[Task directions]: Return all the lines below in which the string "PlayerTemplate" appears.

====

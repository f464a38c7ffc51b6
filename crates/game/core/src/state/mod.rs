//! Authoritative combat state representation.
//!
//! This module owns the data structures that describe one combat: the player,
//! the enemy, turn bookkeeping, and the pending target selection. Presentation
//! layers query this state but mutate it exclusively through the engine.
mod targeting;
mod turn;

pub use targeting::TargetSelection;
pub use turn::{CombatPhase, ResumePhase, TurnState};

use crate::combatant::{Enemy, Player};
use crate::rng::RandomSource;
use crate::template::{ConstructionError, EnemyTemplate, PlayerTemplate};

/// The mutable aggregate of a single combat.
///
/// A session exclusively owns its player and enemy. It is built fresh for
/// every combat and left untouched (but still queryable) once the phase
/// becomes terminal.
#[derive(Clone, Debug, PartialEq, Eq)]
#[cfg_attr(feature = "serde", derive(serde::Serialize, serde::Deserialize))]
pub struct CombatSession {
    pub(crate) player: Player,
    pub(crate) enemy: Enemy,
    pub(crate) turn: TurnState,
    pub(crate) selection: Option<TargetSelection>,
}

impl CombatSession {
    /// Builds a session from templates. The player's deck is shuffled into the
    /// draw pile; no cards are drawn until the engine begins the first turn.
    pub fn new(
        player: &PlayerTemplate,
        enemy: &EnemyTemplate,
        rng: &mut dyn RandomSource,
    ) -> Result<Self, ConstructionError> {
        let enemy = Enemy::from_template(enemy)?;
        let player = Player::from_template(player, rng)?;

        Ok(Self {
            player,
            enemy,
            turn: TurnState::new(),
            selection: None,
        })
    }

    pub fn player(&self) -> &Player {
        &self.player
    }

    pub fn enemy(&self) -> &Enemy {
        &self.enemy
    }

    pub fn phase(&self) -> CombatPhase {
        self.turn.phase
    }

    /// 1-based number of the current player turn.
    pub fn turn_number(&self) -> u32 {
        self.turn.number
    }

    pub fn is_finished(&self) -> bool {
        self.turn.phase.is_terminal()
    }

    /// Pending attack, present only while selecting a target (or paused over it).
    pub fn target_selection(&self) -> Option<&TargetSelection> {
        self.selection.as_ref()
    }
}
//! Damage calculation and application.

/// Breakdown of a single damage application.
#[derive(Clone, Copy, Debug, Default, PartialEq, Eq)]
#[cfg_attr(feature = "serde", derive(serde::Serialize, serde::Deserialize))]
pub struct DamageReport {
    /// Damage before block.
    pub incoming: u32,
    /// Damage soaked up by block.
    pub absorbed: u32,
    /// Health actually removed.
    pub health_lost: u32,
    /// True if this hit took health from above zero to exactly zero.
    pub depleted: bool,
}

/// Apply damage to a block/health pair.
///
/// # Formula
///
/// ```text
/// if block >= amount:
///     block -= amount
/// else:
///     health -= (amount - block)   (clamped to 0)
///     block = 0
/// ```
pub fn apply_blocked_damage(block: &mut u32, health: &mut u32, amount: u32) -> DamageReport {
    let absorbed = amount.min(*block);
    *block -= absorbed;

    let remaining = amount - absorbed;
    let before = *health;
    *health = apply_damage(before, remaining);

    DamageReport {
        incoming: amount,
        absorbed,
        health_lost: before - *health,
        depleted: before > 0 && *health == 0,
    }
}

/// Apply damage to current HP.
///
/// Returns the new HP value (clamped to 0).
pub fn apply_damage(current_hp: u32, damage: u32) -> u32 {
    current_hp.saturating_sub(damage)
}

#[cfg(test)]
mod tests {
    use super::*;

    #[test]
    fn block_absorbs_before_health() {
        let mut block = 5;
        let mut health = 10;

        let report = apply_blocked_damage(&mut block, &mut health, 8);

        assert_eq!(block, 0);
        assert_eq!(health, 7);
        assert_eq!(report.absorbed, 5);
        assert_eq!(report.health_lost, 3);
        assert!(!report.depleted);
    }

    #[test]
    fn block_covers_whole_hit() {
        let mut block = 10;
        let mut health = 10;

        let report = apply_blocked_damage(&mut block, &mut health, 4);

        assert_eq!(block, 6);
        assert_eq!(health, 10);
        assert_eq!(report.health_lost, 0);
    }

    #[test]
    fn health_floors_at_zero() {
        let mut block = 0;
        let mut health = 3;

        let report = apply_blocked_damage(&mut block, &mut health, 50);

        assert_eq!(health, 0);
        assert_eq!(report.health_lost, 3);
        assert!(report.depleted);
    }

    #[test]
    fn zero_damage_changes_nothing() {
        let mut block = 2;
        let mut health = 4;

        let report = apply_blocked_damage(&mut block, &mut health, 0);

        assert_eq!((block, health), (2, 4));
        assert_eq!(report, DamageReport::default());
    }
}
//! Player and enemy value types with their direct mutators.
//!
//! Enemy parts live in an indexed list owned by [`Enemy`]; callers refer to a
//! part by its stable index, never by reference, so targeting, damage, and
//! status queries always agree on which part "part 2" is.

mod enemy;
mod intent;
mod part;
mod player;

pub use enemy::Enemy;
pub use intent::{EnemyIntent, IntentKind};
pub use part::EnemyPart;
pub use player::Player;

====

[Reply to the task]:
use crate::template::{ConstructionError, EnemyTemplate, PlayerTemplate};
        player: &PlayerTemplate,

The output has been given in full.